*Problem requirements*:
Which lines hold the string "Vertical"? Copy each of them from the material below.
------------------------------------------------------------
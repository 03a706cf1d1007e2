use std::{
    fs,
    path::{Path, PathBuf},
    sync::Arc,
};

use serde::{Deserialize, Serialize};
use tokio::sync::Mutex;

use crate::error::Result;

/// Token pair of a logged-in user.
///
/// Presence of the access token is the only thing that counts as "logged
/// in"; tokens are never decoded client-side.
#[derive(Debug, Clone, PartialEq, Eq)]
pub struct Session {
    pub access: String,
    pub refresh: Option<String>,
}

#[derive(Debug, Clone, Default, Serialize, Deserialize)]
struct SessionFile {
    #[serde(rename = "accessToken", skip_serializing_if = "Option::is_none")]
    access_token: Option<String>,
    #[serde(rename = "refreshToken", skip_serializing_if = "Option::is_none")]
    refresh_token: Option<String>,
}

/// Durable store for the session tokens.
///
/// Cloning yields another handle to the same state. One store is created at
/// startup and handed to both the API client and the app.
#[derive(Debug, Clone)]
pub struct SessionStore {
    path: Option<PathBuf>,
    inner: Arc<Mutex<SessionFile>>,
}

impl SessionStore {
    /// Opens the store at `path`. A missing file means logged out.
    pub fn load(path: impl Into<PathBuf>) -> Result<Self> {
        let path = path.into();
        let file = match fs::read_to_string(&path) {
            Ok(content) => match serde_json::from_str::<SessionFile>(&content) {
                Ok(file) => file,
                Err(err) => {
                    tracing::warn!(path = %path.display(), "ignoring unreadable session file: {err}");
                    SessionFile::default()
                }
            },
            Err(err) if err.kind() == std::io::ErrorKind::NotFound => SessionFile::default(),
            Err(err) => return Err(err.into()),
        };

        Ok(Self {
            path: Some(path),
            inner: Arc::new(Mutex::new(file)),
        })
    }

    /// A store that never touches the disk.
    #[cfg(test)]
    pub fn in_memory() -> Self {
        Self {
            path: None,
            inner: Arc::new(Mutex::new(SessionFile::default())),
        }
    }

    pub async fn get(&self) -> Option<Session> {
        let guard = self.inner.lock().await;
        guard.access_token.as_ref().map(|access| Session {
            access: access.clone(),
            refresh: guard.refresh_token.clone(),
        })
    }

    pub async fn access_token(&self) -> Option<String> {
        self.inner.lock().await.access_token.clone()
    }

    pub async fn refresh_token(&self) -> Option<String> {
        self.inner.lock().await.refresh_token.clone()
    }

    pub async fn set(&self, access: &str, refresh: Option<&str>) -> Result<()> {
        let mut guard = self.inner.lock().await;
        guard.access_token = Some(access.to_string());
        if let Some(refresh) = refresh {
            guard.refresh_token = Some(refresh.to_string());
        }
        self.persist(&guard)?;
        tracing::info!("session stored");
        Ok(())
    }

    pub async fn clear(&self) -> Result<()> {
        let mut guard = self.inner.lock().await;
        *guard = SessionFile::default();
        self.persist(&guard)?;
        tracing::info!("session cleared");
        Ok(())
    }

    fn persist(&self, file: &SessionFile) -> Result<()> {
        let Some(path) = self.path.as_deref() else {
            return Ok(());
        };
        write_session_file(path, file)
    }
}

fn write_session_file(path: &Path, file: &SessionFile) -> Result<()> {
    if let Some(parent) = path.parent() {
        if !parent.as_os_str().is_empty() {
            fs::create_dir_all(parent)?;
        }
    }
    let payload = serde_json::to_string_pretty(file)?;
    fs::write(path, payload)?;
    Ok(())
}

#[cfg(test)]
mod tests {
    use super::*;

    #[tokio::test]
    async fn missing_file_means_logged_out() {
        let dir = tempfile::tempdir().unwrap();
        let store = SessionStore::load(dir.path().join("session.json")).unwrap();
        assert_eq!(store.get().await, None);
    }

    #[tokio::test]
    async fn set_persists_under_literal_keys() {
        let dir = tempfile::tempdir().unwrap();
        let path = dir.path().join("nested/session.json");
        let store = SessionStore::load(&path).unwrap();
        store.set("acc", Some("ref")).await.unwrap();

        let raw: serde_json::Value =
            serde_json::from_str(&fs::read_to_string(&path).unwrap()).unwrap();
        assert_eq!(raw["accessToken"], "acc");
        assert_eq!(raw["refreshToken"], "ref");

        let reopened = SessionStore::load(&path).unwrap();
        assert_eq!(
            reopened.get().await,
            Some(Session {
                access: "acc".to_string(),
                refresh: Some("ref".to_string()),
            })
        );
    }

    #[tokio::test]
    async fn clear_drops_both_tokens() {
        let dir = tempfile::tempdir().unwrap();
        let path = dir.path().join("session.json");
        let store = SessionStore::load(&path).unwrap();
        store.set("acc", Some("ref")).await.unwrap();
        store.clear().await.unwrap();

        assert_eq!(store.get().await, None);
        assert_eq!(store.refresh_token().await, None);
        let reopened = SessionStore::load(&path).unwrap();
        assert_eq!(reopened.get().await, None);
    }

    #[tokio::test]
    async fn handles_share_state() {
        let store = SessionStore::in_memory();
        let other = store.clone();
        store.set("acc", None).await.unwrap();
        assert_eq!(other.access_token().await.as_deref(), Some("acc"));
    }

    #[tokio::test]
    async fn corrupt_file_starts_logged_out() {
        let dir = tempfile::tempdir().unwrap();
        let path = dir.path().join("session.json");
        fs::write(&path, "{not json").unwrap();
        let store = SessionStore::load(&path).unwrap();
        assert_eq!(store.get().await, None);
    }
}
use crossterm::event::{KeyCode, KeyEvent, KeyModifiers};

#[derive(Debug, Clone, Copy, PartialEq, Eq)]
pub enum AppAction {
    Quit,
    Cancel,
    NextField,
    PrevField,
    Submit,
    Backspace,
    Up,
    Down,
    Left,
    Right,
    /// Switches between sign in and sign up.
    ToggleMode,
    Input(char),
    None,
}

/// Plain characters always come through as `Input`; whether `q` quits is
/// decided by the app, since a form may be capturing text.
pub fn map_key(key: KeyEvent) -> AppAction {
    if key.modifiers.contains(KeyModifiers::CONTROL) {
        return match key.code {
            KeyCode::Char('c') => AppAction::Quit,
            KeyCode::Char('t') => AppAction::ToggleMode,
            _ => AppAction::None,
        };
    }

    match key.code {
        KeyCode::Esc => AppAction::Cancel,
        KeyCode::Tab => AppAction::NextField,
        KeyCode::BackTab => AppAction::PrevField,
        KeyCode::Enter => AppAction::Submit,
        KeyCode::Backspace => AppAction::Backspace,
        KeyCode::Up => AppAction::Up,
        KeyCode::Down => AppAction::Down,
        KeyCode::Left => AppAction::Left,
        KeyCode::Right => AppAction::Right,
        KeyCode::Char(ch) => AppAction::Input(ch),
        _ => AppAction::None,
    }
}

#[cfg(test)]
mod tests {
    use super::*;

    fn key(code: KeyCode, modifiers: KeyModifiers) -> KeyEvent {
        KeyEvent::new(code, modifiers)
    }

    #[test]
    fn control_chords() {
        assert_eq!(map_key(key(KeyCode::Char('c'), KeyModifiers::CONTROL)), AppAction::Quit);
        assert_eq!(map_key(key(KeyCode::Char('t'), KeyModifiers::CONTROL)), AppAction::ToggleMode);
        assert_eq!(map_key(key(KeyCode::Char('x'), KeyModifiers::CONTROL)), AppAction::None);
    }

    #[test]
    fn letters_are_input() {
        assert_eq!(map_key(key(KeyCode::Char('q'), KeyModifiers::NONE)), AppAction::Input('q'));
        assert_eq!(map_key(key(KeyCode::Char('Q'), KeyModifiers::SHIFT)), AppAction::Input('Q'));
        assert_eq!(map_key(key(KeyCode::BackTab, KeyModifiers::SHIFT)), AppAction::PrevField);
    }
}
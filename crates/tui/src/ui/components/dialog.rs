use ratatui::{
    Frame,
    layout::{Constraint, Direction, Layout, Rect},
    style::{Modifier, Style},
    text::{Line, Span},
    widgets::{Block, BorderType, Borders, Clear, Paragraph},
};

use crate::ui::{components::centered_box, theme::Theme};

#[derive(Debug, Clone, Copy, PartialEq, Eq)]
pub enum FieldKind {
    Text,
    Secret,
    Choice,
}

pub struct Field<'a> {
    pub label: &'a str,
    pub value: &'a str,
    pub kind: FieldKind,
    pub focused: bool,
}

impl<'a> Field<'a> {
    pub fn text(label: &'a str, value: &'a str, focused: bool) -> Self {
        Self {
            label,
            value,
            kind: FieldKind::Text,
            focused,
        }
    }

    pub fn secret(label: &'a str, value: &'a str, focused: bool) -> Self {
        Self {
            kind: FieldKind::Secret,
            ..Self::text(label, value, focused)
        }
    }

    pub fn choice(label: &'a str, value: &'a str, focused: bool) -> Self {
        Self {
            kind: FieldKind::Choice,
            ..Self::text(label, value, focused)
        }
    }
}

/// Modal form: labelled fields, an optional error line and a status line
/// saying whether Enter will submit.
pub struct Dialog<'a> {
    pub title: &'a str,
    pub fields: Vec<Field<'a>>,
    pub error: Option<&'a str>,
    pub ready: bool,
    pub busy: bool,
    pub width: u16,
}

impl Dialog<'_> {
    pub fn render(&self, frame: &mut Frame<'_>, area: Rect, theme: &Theme) {
        let height = self.fields.len() as u16 * 2 + 5;
        let popup = centered_box(self.width, height, area);
        frame.render_widget(Clear, popup);

        let block = Block::default()
            .title(Span::styled(
                format!(" {} ", self.title),
                Style::default().fg(theme.accent),
            ))
            .borders(Borders::ALL)
            .border_type(BorderType::Rounded)
            .border_style(Style::default().fg(theme.border_focused))
            .style(Style::default().bg(theme.surface_bright));
        let inner = block.inner(popup);
        frame.render_widget(block, popup);

        let mut constraints: Vec<Constraint> = self
            .fields
            .iter()
            .flat_map(|_| [Constraint::Length(1), Constraint::Length(1)])
            .collect();
        constraints.push(Constraint::Length(1));
        constraints.push(Constraint::Min(0));
        let rows = Layout::default()
            .direction(Direction::Vertical)
            .constraints(constraints)
            .horizontal_margin(1)
            .split(inner);

        for (index, field) in self.fields.iter().enumerate() {
            frame.render_widget(Paragraph::new(field_line(field, theme)), rows[index * 2]);
        }

        let status_row = rows[self.fields.len() * 2];
        frame.render_widget(Paragraph::new(self.status_line(theme)), status_row);
    }

    fn status_line(&self, theme: &Theme) -> Line<'static> {
        if let Some(error) = self.error {
            return Line::from(Span::styled(error.to_string(), Style::default().fg(theme.error)));
        }
        if self.busy {
            return Line::from(Span::styled("Saving…", Style::default().fg(theme.warning)));
        }
        if self.ready {
            Line::from(vec![
                Span::styled("Enter", Style::default().fg(theme.accent)),
                Span::raw(" save  "),
                Span::styled("Esc", Style::default().fg(theme.accent)),
                Span::raw(" cancel"),
            ])
        } else {
            Line::from(Span::styled(
                "Fill in the required fields",
                Style::default().fg(theme.dim),
            ))
        }
    }
}

pub fn field_line(field: &Field<'_>, theme: &Theme) -> Line<'static> {
    let label_style = if field.focused {
        Style::default().fg(theme.accent).add_modifier(Modifier::BOLD)
    } else {
        Style::default().fg(theme.text_muted)
    };
    let value_style = if field.focused {
        Style::default().fg(theme.text)
    } else {
        Style::default().fg(theme.dim)
    };

    let value = match field.kind {
        FieldKind::Text if field.focused => format!("{}│", field.value),
        FieldKind::Text => field.value.to_string(),
        FieldKind::Secret if field.focused => format!("{}│", mask(field.value)),
        FieldKind::Secret => mask(field.value),
        FieldKind::Choice if field.focused => format!("‹ {} ›", field.value),
        FieldKind::Choice => field.value.to_string(),
    };

    Line::from(vec![
        Span::styled(format!("{:<12}", field.label), label_style),
        Span::styled(value, value_style),
    ])
}

/// One bullet per character.
pub fn mask(secret: &str) -> String {
    "•".repeat(secret.chars().count())
}
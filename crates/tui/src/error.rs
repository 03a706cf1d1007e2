use thiserror::Error;

pub type Result<T> = std::result::Result<T, AppError>;

#[derive(Debug, Error)]
pub enum AppError {
    #[error("config error: {0}")]
    Config(#[from] config::ConfigError),
    #[error("io error: {0}")]
    Io(#[from] std::io::Error),
    #[error("json error: {0}")]
    Json(#[from] serde_json::Error),
    #[error("invalid setting {key}: {message}")]
    Setting { key: &'static str, message: String },
    #[error("logging error: {0}")]
    Logging(String),
    #[error("terminal error: {0}")]
    Terminal(String),
}
use ratatui::{
    style::{Modifier, Style},
    text::Span,
};

use crate::ui::theme::Theme;

/// Rounds half up to the nearest whole unit; `-2.5` becomes `-2`.
pub fn whole_units(amount: f64) -> i64 {
    (amount + 0.5).floor() as i64
}

/// `$` followed by the whole-unit amount.
#[must_use]
pub fn format_amount(amount: f64) -> String {
    format!("${}", whole_units(amount))
}

#[must_use]
pub fn styled_amount(amount: f64, theme: &Theme) -> Span<'static> {
    let color = if amount > 0.0 {
        theme.positive
    } else if amount < 0.0 {
        theme.negative
    } else {
        theme.text
    };
    Span::styled(format_amount(amount), Style::default().fg(color))
}

/// Headline of the balance card: the magnitude and which way it flows.
pub fn balance_headline(balance: f64) -> (String, &'static str) {
    let caption = if balance >= 0.0 { "owed to you" } else { "you owe" };
    (format_amount(balance.abs()), caption)
}

#[must_use]
pub fn styled_balance(balance: f64, theme: &Theme) -> Vec<Span<'static>> {
    let (amount, caption) = balance_headline(balance);
    let color = if balance >= 0.0 {
        theme.positive
    } else {
        theme.negative
    };
    vec![
        Span::styled(amount, Style::default().fg(color).add_modifier(Modifier::BOLD)),
        Span::styled(format!(" {caption}"), Style::default().fg(theme.text_muted)),
    ]
}

/// Per-counterparty caption of a detailed balance row.
pub fn relation_label(net_balance: f64) -> &'static str {
    if net_balance > 0.0 {
        "owes you"
    } else if net_balance < 0.0 {
        "you owe"
    } else {
        ""
    }
}
impl MovementForm {
    pub fn create(today: NaiveDate, categories: &[Category]) -> Self {
        Self {
            editing: None,
            amount: String::new(),
            date: today.format(DATE_FORMAT).to_string(),
            category: Picker::new(category_options(categories)),
            description: String::new(),
            focus: MovementField::Amount,
            error: None,
            saving: false,
        }
    }

    pub fn edit(movement: &Movement, categories: &[Category]) -> Self {
        let mut category = Picker::new(category_options(categories));
        category.select_id(Some(movement.category.id));
        Self {
            editing: Some(movement.id),
            amount: movement.amount.to_string(),
            date: movement.date.format(DATE_FORMAT).to_string(),
            category,
            description: movement.description.clone().unwrap_or_default(),
            focus: MovementField::Amount,
            error: None,
            saving: false,
        }
    }

    pub fn can_submit(&self) -> bool {
        !self.amount.trim().is_empty() && self.category.selected_id().is_some() && !self.saving
    }

    pub fn payload(&self) -> Result<MovementWrite, &'static str> {
        let amount = parse_amount(&self.amount)?;
        let date = NaiveDate::parse_from_str(self.date.trim(), DATE_FORMAT)
            .map_err(|_| "Enter the date as YYYY-MM-DD")?;
        let category_id = self.category.selected_id().ok_or("Choose a category")?;
        Ok(MovementWrite {
            amount,
            date,
            category_id,
            description: self.description.trim().to_string(),
        })
    }
}

impl FormInput for MovementForm {
    fn next_field(&mut self) {
        self.focus = cycle_field(&MOVEMENT_FIELDS, self.focus, 1);
    }

    fn prev_field(&mut self) {
        self.focus = cycle_field(&MOVEMENT_FIELDS, self.focus, -1);
    }

    fn focused_text(&mut self) -> Option<&mut String> {
        match self.focus {
            MovementField::Amount => Some(&mut self.amount),
            MovementField::Date => Some(&mut self.date),
            MovementField::Description => Some(&mut self.description),
            MovementField::Category => None,
        }
    }

    fn cycle(&mut self, delta: isize) {
        if self.focus == MovementField::Category {
            self.category.cycle(delta);
        }
    }
}

fn parse_amount(raw: &str) -> Result<f64, &'static str> {
    match raw.trim().parse::<f64>() {
        Ok(amount) if amount.is_finite() => Ok(amount),
        _ => Err("Enter a valid amount"),
    }
}

// ---------------------------------------------------------------------------
// Categories
// ---------------------------------------------------------------------------

#[derive(Debug, Clone, Copy, PartialEq, Eq)]
pub enum CategoryField {
    Name,
    Distribution,
}

const CATEGORY_FIELDS: [CategoryField; 2] = [CategoryField::Name, CategoryField::Distribution];

#[derive(Debug)]
pub struct CategoryForm {
    pub editing: Option<i64>,
    pub name: String,
    pub distribution: Picker,
    pub focus: CategoryField,
    pub error: Option<String>,
    pub saving: bool,
}

impl CategoryForm {
    pub fn create(types: &[DistributionType]) -> Self {
        Self {
            editing: None,
            name: String::new(),
            distribution: Picker::new(distribution_options(types)),
            focus: CategoryField::Name,
            error: None,
            saving: false,
        }
    }

    pub fn edit(category: &Category, types: &[DistributionType]) -> Self {
        let mut distribution = Picker::new(distribution_options(types));
        distribution.select_id(category.distribution_type.as_ref().map(|kind| kind.id));
        Self {
            editing: Some(category.id),
            name: category.name.clone(),
            distribution,
            focus: CategoryField::Name,
            error: None,
            saving: false,
        }
    }

    pub fn can_submit(&self) -> bool {
        !self.name.trim().is_empty() && self.distribution.selected_id().is_some() && !self.saving
    }

    pub fn payload(&self) -> Result<CategoryWrite, &'static str> {
        let name = self.name.trim();
        if name.is_empty() {
            return Err("Enter a category name");
        }
        let distribution_type_id = self
            .distribution
            .selected_id()
            .ok_or("Choose a distribution type")?;
        Ok(CategoryWrite {
            name: name.to_string(),
            distribution_type_id,
        })
    }
}
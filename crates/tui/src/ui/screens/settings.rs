use ratatui::{
    Frame,
    layout::{Constraint, Direction, Layout, Rect},
    style::{Modifier, Style},
    text::{Line, Span},
    widgets::{Cell, Paragraph, Row, Table, TableState},
};

use crate::{
    app::{AppState, route::SettingsTab},
    ui::{
        components::{card::Card, money::styled_balance},
        screens::{salaries, table_notice},
        theme::Theme,
    },
};

pub fn render(frame: &mut Frame<'_>, area: Rect, state: &AppState, tab: SettingsTab) {
    let theme = Theme::default();
    let layout = Layout::default()
        .direction(Direction::Vertical)
        .constraints([Constraint::Length(2), Constraint::Min(0)])
        .split(area);

    render_tabs(frame, layout[0], tab, &theme);
    match tab {
        SettingsTab::General => render_general(frame, layout[1], state, &theme),
        SettingsTab::Categories => render_categories(frame, layout[1], state, &theme),
        SettingsTab::Salaries => salaries::render(frame, layout[1], state),
    }
}

fn render_tabs(frame: &mut Frame<'_>, area: Rect, active: SettingsTab, theme: &Theme) {
    let mut spans = vec![Span::raw(" ")];
    for (i, tab) in SettingsTab::ALL.iter().enumerate() {
        if i > 0 {
            spans.push(Span::raw("  "));
        }
        if *tab == active {
            spans.push(Span::styled("[", Style::default().fg(theme.accent)));
            spans.push(Span::styled(
                tab.label(),
                Style::default().fg(theme.accent).add_modifier(Modifier::BOLD),
            ));
            spans.push(Span::styled("]", Style::default().fg(theme.accent)));
        } else {
            spans.push(Span::styled(tab.label(), Style::default().fg(theme.text_muted)));
        }
    }
    spans.push(Span::styled("   Tab", Style::default().fg(theme.accent)));
    spans.push(Span::styled(" next tab", Style::default().fg(theme.dim)));
    frame.render_widget(Paragraph::new(Line::from(spans)), area);
}

fn render_general(frame: &mut Frame<'_>, area: Rect, state: &AppState, theme: &Theme) {
    let layout = Layout::default()
        .direction(Direction::Vertical)
        .constraints([Constraint::Length(6), Constraint::Min(3)])
        .split(area);

    let label = |text: &'static str| Span::styled(format!("{text:<12}"), Style::default().fg(theme.text_muted));
    let value = |text: String| Span::styled(text, Style::default().fg(theme.text));
    let user = state.user.as_ref();
    let account = vec![
        Line::from(vec![
            label("Username"),
            value(user.map(|user| user.username.clone()).unwrap_or_default()),
        ]),
        Line::from(vec![
            label("Email"),
            value(user.map(|user| user.email.clone()).unwrap_or_default()),
        ]),
        Line::from(vec![
            label("Household"),
            value(state.household.household_name().unwrap_or("-").to_string()),
        ]),
        Line::from(vec![label("Server"), value(state.base_url.clone())]),
    ];
    Card::new("Account", theme).render_with(frame, layout[0], Paragraph::new(account));

    let card = Card::new("Members", theme);
    let members = &state.members;
    let lines = match table_notice(members, "No members yet.", theme) {
        Some(notice) => vec![notice],
        None => members
            .items
            .iter()
            .enumerate()
            .map(|(index, member)| {
                let marker = if index == members.selected { "» " } else { "  " };
                let mut spans = vec![
                    Span::styled(marker, Style::default().fg(theme.accent)),
                    Span::styled(format!("{:<18}", member.name), Style::default().fg(theme.text)),
                ];
                spans.extend(styled_balance(member.balance, theme));
                Line::from(spans)
            })
            .collect(),
    };
    card.render_with(frame, layout[1], Paragraph::new(lines));
}

fn render_categories(frame: &mut Frame<'_>, area: Rect, state: &AppState, theme: &Theme) {
    let card = Card::new("Categories", theme).focused(true);
    let table = &state.categories.table;

    if let Some(notice) = table_notice(table, "No categories yet. Press n to add one.", theme) {
        card.render_with(frame, area, Paragraph::new(notice));
        return;
    }

    let header =
        Row::new(["Name", "Distribution", "Updated"]).style(Style::default().fg(theme.text_muted));
    let rows = table.items.iter().map(|category| {
        Row::new(vec![
            Cell::from(category.name.clone()),
            Cell::from(
                category
                    .distribution_type
                    .as_ref()
                    .map(|kind| kind.name.clone())
                    .unwrap_or_else(|| "-".to_string()),
            ),
            Cell::from(
                category
                    .updated_at
                    .or(category.created_at)
                    .map(|at| at.format("%Y-%m-%d").to_string())
                    .unwrap_or_default(),
            ),
        ])
    });

    let widget = Table::new(
        rows,
        [
            Constraint::Length(20),
            Constraint::Length(16),
            Constraint::Min(10),
        ],
    )
    .header(header)
    .row_highlight_style(Style::default().fg(theme.accent).add_modifier(Modifier::BOLD))
    .highlight_symbol("» ");

    let mut table_state = TableState::default().with_selected(Some(table.selected));
    let inner = card.inner(area);
    frame.render_widget(card.block(), area);
    frame.render_stateful_widget(widget, inner, &mut table_state);
}
use ratatui::{
    Frame,
    layout::Rect,
    style::{Modifier, Style},
    text::{Line, Span},
    widgets::{Block, Borders, Paragraph},
};

use crate::{
    app::{AppState, route::Route},
    ui::theme::Theme,
};

/// Vertical navigation panel shown on every protected route.
pub fn render(frame: &mut Frame<'_>, area: Rect, state: &AppState, theme: &Theme) {
    let mut lines = vec![
        Line::from(Span::styled(
            " wisp",
            Style::default().fg(theme.accent).add_modifier(Modifier::BOLD),
        )),
        Line::from(Span::styled(
            format!(" {}", state.household.household_name().unwrap_or("no household")),
            Style::default().fg(theme.dim),
        )),
        Line::from(""),
    ];

    for (index, route) in Route::NAV.iter().enumerate() {
        let active = route.same_section(state.route);
        let marker = if active { "▌" } else { " " };
        let style = if active {
            Style::default().fg(theme.accent).add_modifier(Modifier::BOLD)
        } else {
            Style::default().fg(theme.text_muted)
        };
        lines.push(Line::from(vec![
            Span::styled(marker, Style::default().fg(theme.accent)),
            Span::styled(format!("{} ", index + 1), Style::default().fg(theme.dim)),
            Span::styled(route.label(), style),
        ]));
    }

    lines.push(Line::from(""));
    lines.push(Line::from(vec![
        Span::raw(" "),
        Span::styled("L", Style::default().fg(theme.accent)),
        Span::styled(" logout", Style::default().fg(theme.text_muted)),
    ]));

    let block = Block::default()
        .borders(Borders::RIGHT)
        .border_style(Style::default().fg(theme.border));
    frame.render_widget(Paragraph::new(lines).block(block), area);
}
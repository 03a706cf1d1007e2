use std::io::{Stdout, stdout};

use crossterm::terminal::{
    EnterAlternateScreen, LeaveAlternateScreen, disable_raw_mode, enable_raw_mode,
};
use ratatui::{Terminal, backend::CrosstermBackend};

use crate::error::Result;

pub type AppTerminal = Terminal<CrosstermBackend<Stdout>>;

pub fn setup_terminal() -> Result<AppTerminal> {
    enable_raw_mode()?;
    let mut stdout = stdout();
    crossterm::execute!(stdout, EnterAlternateScreen)?;
    install_panic_hook();
    let backend = CrosstermBackend::new(stdout);
    let mut terminal = Terminal::new(backend)?;
    terminal.hide_cursor()?;
    Ok(terminal)
}

pub fn restore_terminal(terminal: &mut AppTerminal) -> Result<()> {
    disable_raw_mode()?;
    crossterm::execute!(terminal.backend_mut(), LeaveAlternateScreen)?;
    terminal.show_cursor()?;
    Ok(())
}

/// Leaves raw mode before the default hook prints, so a panic message is
/// readable.
fn install_panic_hook() {
    let previous = std::panic::take_hook();
    std::panic::set_hook(Box::new(move |info| {
        let _ = disable_raw_mode();
        let _ = crossterm::execute!(stdout(), LeaveAlternateScreen);
        tracing::error!("panic: {info}");
        previous(info);
    }));
}
use ratatui::{
    Frame,
    layout::{Alignment, Rect},
    style::{Modifier, Style},
    text::{Line, Span},
    widgets::{Block, BorderType, Borders, Clear, Paragraph, Wrap},
};

use crate::{
    app::{
        AppState,
        forms::{HouseholdForm, HouseholdMode},
    },
    ui::{
        components::{
            centered_box,
            dialog::{Field, field_line},
        },
        theme::Theme,
    },
};

/// Shown in place of a view while the member has no household.
pub fn render_notice(frame: &mut Frame<'_>, area: Rect, state: &AppState) {
    let theme = Theme::default();
    let mut lines = vec![
        Line::from(""),
        Line::from(Span::styled(
            "You need to belong to a household to see shared expenses.",
            Style::default().fg(theme.text),
        )),
        Line::from(vec![
            Span::styled("o", Style::default().fg(theme.accent)),
            Span::styled(" create or join one", Style::default().fg(theme.dim)),
        ]),
    ];
    if let Some(error) = &state.household.error {
        lines.push(Line::from(""));
        lines.push(Line::from(Span::styled(
            error.clone(),
            Style::default().fg(theme.error),
        )));
    }
    frame.render_widget(
        Paragraph::new(lines)
            .alignment(Alignment::Center)
            .wrap(Wrap { trim: true }),
        area,
    );
}

pub fn render_modal(frame: &mut Frame<'_>, area: Rect, modal: &HouseholdForm) {
    let theme = Theme::default();
    let popup = centered_box(52, 11, area);
    frame.render_widget(Clear, popup);

    let block = Block::default()
        .title(Span::styled(
            " Set up your household ",
            Style::default().fg(theme.accent).add_modifier(Modifier::BOLD),
        ))
        .borders(Borders::ALL)
        .border_type(BorderType::Rounded)
        .border_style(Style::default().fg(theme.border_focused))
        .style(Style::default().bg(theme.surface_bright));

    let mut tabs = vec![Span::raw(" ")];
    for mode in [HouseholdMode::Create, HouseholdMode::Join] {
        let style = if mode == modal.mode {
            Style::default().fg(theme.accent).add_modifier(Modifier::BOLD | Modifier::UNDERLINED)
        } else {
            Style::default().fg(theme.text_muted)
        };
        tabs.push(Span::styled(mode.label(), style));
        tabs.push(Span::raw("   "));
    }

    let prompt = match modal.mode {
        HouseholdMode::Create => "Start a new household and invite the others.",
        HouseholdMode::Join => "Join an existing household by its name.",
    };
    let status = if let Some(error) = &modal.error {
        Line::from(Span::styled(error.clone(), Style::default().fg(theme.error)))
    } else if modal.saving {
        Line::from(Span::styled("Working…", Style::default().fg(theme.warning)))
    } else {
        Line::from("")
    };

    let lines = vec![
        Line::from(tabs),
        Line::from(""),
        Line::from(Span::styled(format!(" {prompt}"), Style::default().fg(theme.dim))),
        Line::from(""),
        field_line(&Field::text(" Name", &modal.name, true), &theme),
        Line::from(""),
        status,
        Line::from(vec![
            Span::styled(" Tab", Style::default().fg(theme.accent)),
            Span::raw(" create/join  "),
            Span::styled("Enter", Style::default().fg(theme.accent)),
            Span::raw(format!(" {}  ", modal.mode.label().to_lowercase())),
            Span::styled("Esc", Style::default().fg(theme.accent)),
            Span::raw(" later"),
        ]),
    ];

    frame.render_widget(Paragraph::new(lines).block(block), popup);
}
------------------------------------------------------------
*Solution*:
            .direction(Direction::Vertical)
        .direction(Direction::Vertical)
        .direction(Direction::Vertical)
/// Vertical navigation panel shown on every protected route.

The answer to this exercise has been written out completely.